Proteins are fundamental to biochemical processes and critical in hemodialysis. This study investigates the impact of pH on human serum albumin (HSA), fibrinogen (FB), and transferrin (TRF) interactions with polyarylethersulfone (PAES) hemodialysis membranes. A multi-method approach was utilized, including protein crystallography for structural insights, hydration layer analysis to explore solvation and interaction potentials, molecular docking using AutoDock 4.0 for binding affinity simulations, and in-situ X-ray synchrotron SR-μCT imaging to observe protein deposition dynamics.

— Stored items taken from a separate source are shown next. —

use log::warn;

/// A free-running tick counter.
///
/// Readings lie in `0..PERIOD` and wrap back to zero after `PERIOD - 1`.
pub trait Clock {
    /// Counter ticks per second.
    const TICK_HZ: u64;

    /// Counter modulus.
    const PERIOD: u64 = 1 << 32;

    /// Current counter value.
    fn now(&mut self) -> u64;
}

/// Measures the time between consecutive calls.
///
/// The first call after construction (or after [`DeltaT::reset`]) has no
/// previous timestamp to measure against and returns `0.0`. Callers must treat
/// that as "nothing to integrate yet".
#[derive(Debug)]
pub struct DeltaT<C> {
    clock: C,
    last: Option<u64>,
}

impl<C: Clock> DeltaT<C> {
    pub fn new(clock: C) -> Self {
        DeltaT { clock, last: None }
    }

    /// Seconds since the previous call, read from the clock.
    pub fn elapsed(&mut self) -> f32 {
        let now = self.clock.now();
        self.elapsed_at(now)
    }

    /// Seconds since the previous call, using a caller-supplied tick reading
    /// instead of the clock. Useful when samples carry their own timestamps.
    ///
    /// A reading below the previous one is taken as a single counter wrap,
    /// but only if the wrapped distance is under half the counter period.
    /// Anything further is a timestamp that went backwards and measures zero.
    pub fn elapsed_at(&mut self, now: u64) -> f32 {
        let Some(last) = self.last.replace(now) else {
            return 0.0;
        };

        let ticks = if now >= last {
            now - last
        } else {
            let wrapped = C::PERIOD.saturating_sub(last).saturating_add(now);
            if last >= C::PERIOD || wrapped >= C::PERIOD / 2 {
                warn!("timestamp went backwards: {} -> {}", last, now);
                return 0.0;
            }
            warn!("tick counter wrapped: {} -> {}", last, now);
            wrapped
        };
        ticks as f32 / C::TICK_HZ as f32
    }

    /// Forget the previous timestamp. The next call returns `0.0` again.
    pub fn reset(&mut self) {
        self.last = None;
    }

    /// Whether a previous timestamp exists.
    pub fn is_primed(&self) -> bool {
        self.last.is_some()
    }

    pub fn clock(&self) -> &C {
        &self.clock
    }

    pub fn clock_mut(&mut self) -> &mut C {
        &mut self.clock
    }
}

#[cfg(test)]
mod tests {
    use super::*;
    use approx::assert_relative_eq;

    /// Millisecond counter that wraps at 1000, fed from a script.
    struct ShortCounter {
        readings: &'static [u64],
        index: usize,
    }

    impl Clock for ShortCounter {
        const TICK_HZ: u64 = 1000;
        const PERIOD: u64 = 1000;

        fn now(&mut self) -> u64 {
            let reading = self.readings[self.index];
            self.index += 1;
            reading
        }
    }

    fn counter(readings: &'static [u64]) -> DeltaT<ShortCounter> {
        DeltaT::new(ShortCounter { readings, index: 0 })
    }

    #[test]
    fn test_first_call_is_zero() {
        let mut deltat = counter(&[500, 510]);
        assert!(!deltat.is_primed());
        assert_eq!(deltat.elapsed(), 0.0);
        assert!(deltat.is_primed());
        assert_relative_eq!(deltat.elapsed(), 0.010);
    }

    #[test]
    fn test_consecutive_calls() {
        let mut deltat = counter(&[0, 20, 50, 50]);
        deltat.elapsed();
        assert_relative_eq!(deltat.elapsed(), 0.020);
        assert_relative_eq!(deltat.elapsed(), 0.030);
        assert_eq!(deltat.elapsed(), 0.0);
    }

    #[test]
    fn test_wraparound() {
        let mut deltat = counter(&[990, 10, 30]);
        deltat.elapsed();
        let dt = deltat.elapsed();
        assert!(dt > 0.0);
        assert_relative_eq!(dt, 0.020);
        assert_relative_eq!(deltat.elapsed(), 0.020);
    }

    #[test]
    fn test_reset() {
        let mut deltat = counter(&[100, 200, 300, 400]);
        deltat.elapsed();
        assert_relative_eq!(deltat.elapsed(), 0.100);
        deltat.reset();
        assert!(!deltat.is_primed());
        assert_eq!(deltat.elapsed(), 0.0);
        assert_relative_eq!(deltat.elapsed(), 0.100);
    }

    #[test]
    fn test_explicit_timestamps() {
        let mut deltat = counter(&[]);
        assert_eq!(deltat.elapsed_at(0), 0.0);
        assert_relative_eq!(deltat.elapsed_at(250), 0.250);
        // Readings past the modulus still measure forward
        assert_relative_eq!(deltat.elapsed_at(1250), 1.0);
        assert_eq!(deltat.clock().index, 0);
    }

    #[test]
    fn test_timestamp_regression() {
        let mut deltat = counter(&[]);
        deltat.elapsed_at(900);
        // 300 ms backwards is not a plausible wrap on a 1 s counter
        assert_eq!(deltat.elapsed_at(600), 0.0);
        // Measuring resumes from the regressed reading
        assert_relative_eq!(deltat.elapsed_at(650), 0.050);

        // Past the modulus a backwards step can never be a wrap
        deltat.elapsed_at(5_000);
        assert_eq!(deltat.elapsed_at(4_999), 0.0);
    }

    #[test]
    fn test_microsecond_regression_through_update_at() {
        use crate::clock::ManualClock;
        use crate::integrator::GyroIntegrator;
        use core::cell::Cell;
        use nalgebra::Vector3;

        let unused = Cell::new(0);
        let mut imu = GyroIntegrator::new(ManualClock::new(&unused));
        imu.update_at(Vector3::zeros(), 1_000_000);
        imu.update_at(Vector3::new(0.001, 0.0, 0.0), 999_000);
        assert_eq!(imu.current_attitude().roll, 0.0);
    }
}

Molecular docking revealed that PAES demonstrated superior binding energies and interaction patterns with FB and TRF compared to cellulose triacetate (CTA), facilitated by specific hydrogen bonding within a water shell. CTA displayed weaker, hydration-sensitive interactions varying with pH. Imaging studies indicated that FB showed higher adsorption at pH 6 than at pH 7.2, predominantly in the middle membrane regions. Similarly, HSA and TRF exhibited increased adsorption at pH 6, suggesting a stronger affinity under acidic conditions. Mixed protein solutions also indicated higher adsorption at pH 6, emphasizing an increased risk of membrane fouling. These findings highlight the crucial role of pH in modulating protein-membrane interactions and enhancing the efficacy of hemodialysis. A deeper understanding of hydration environments and their effects on protein binding affinities provides valuable insights for optimizing membrane design and performance. Clinically, this research suggests that fine-tuning pH during hemodialysis could mitigate protein fouling on membranes, thereby improving procedural efficiency and potentially leading to better patient outcomes through enhanced dialysis effectiveness.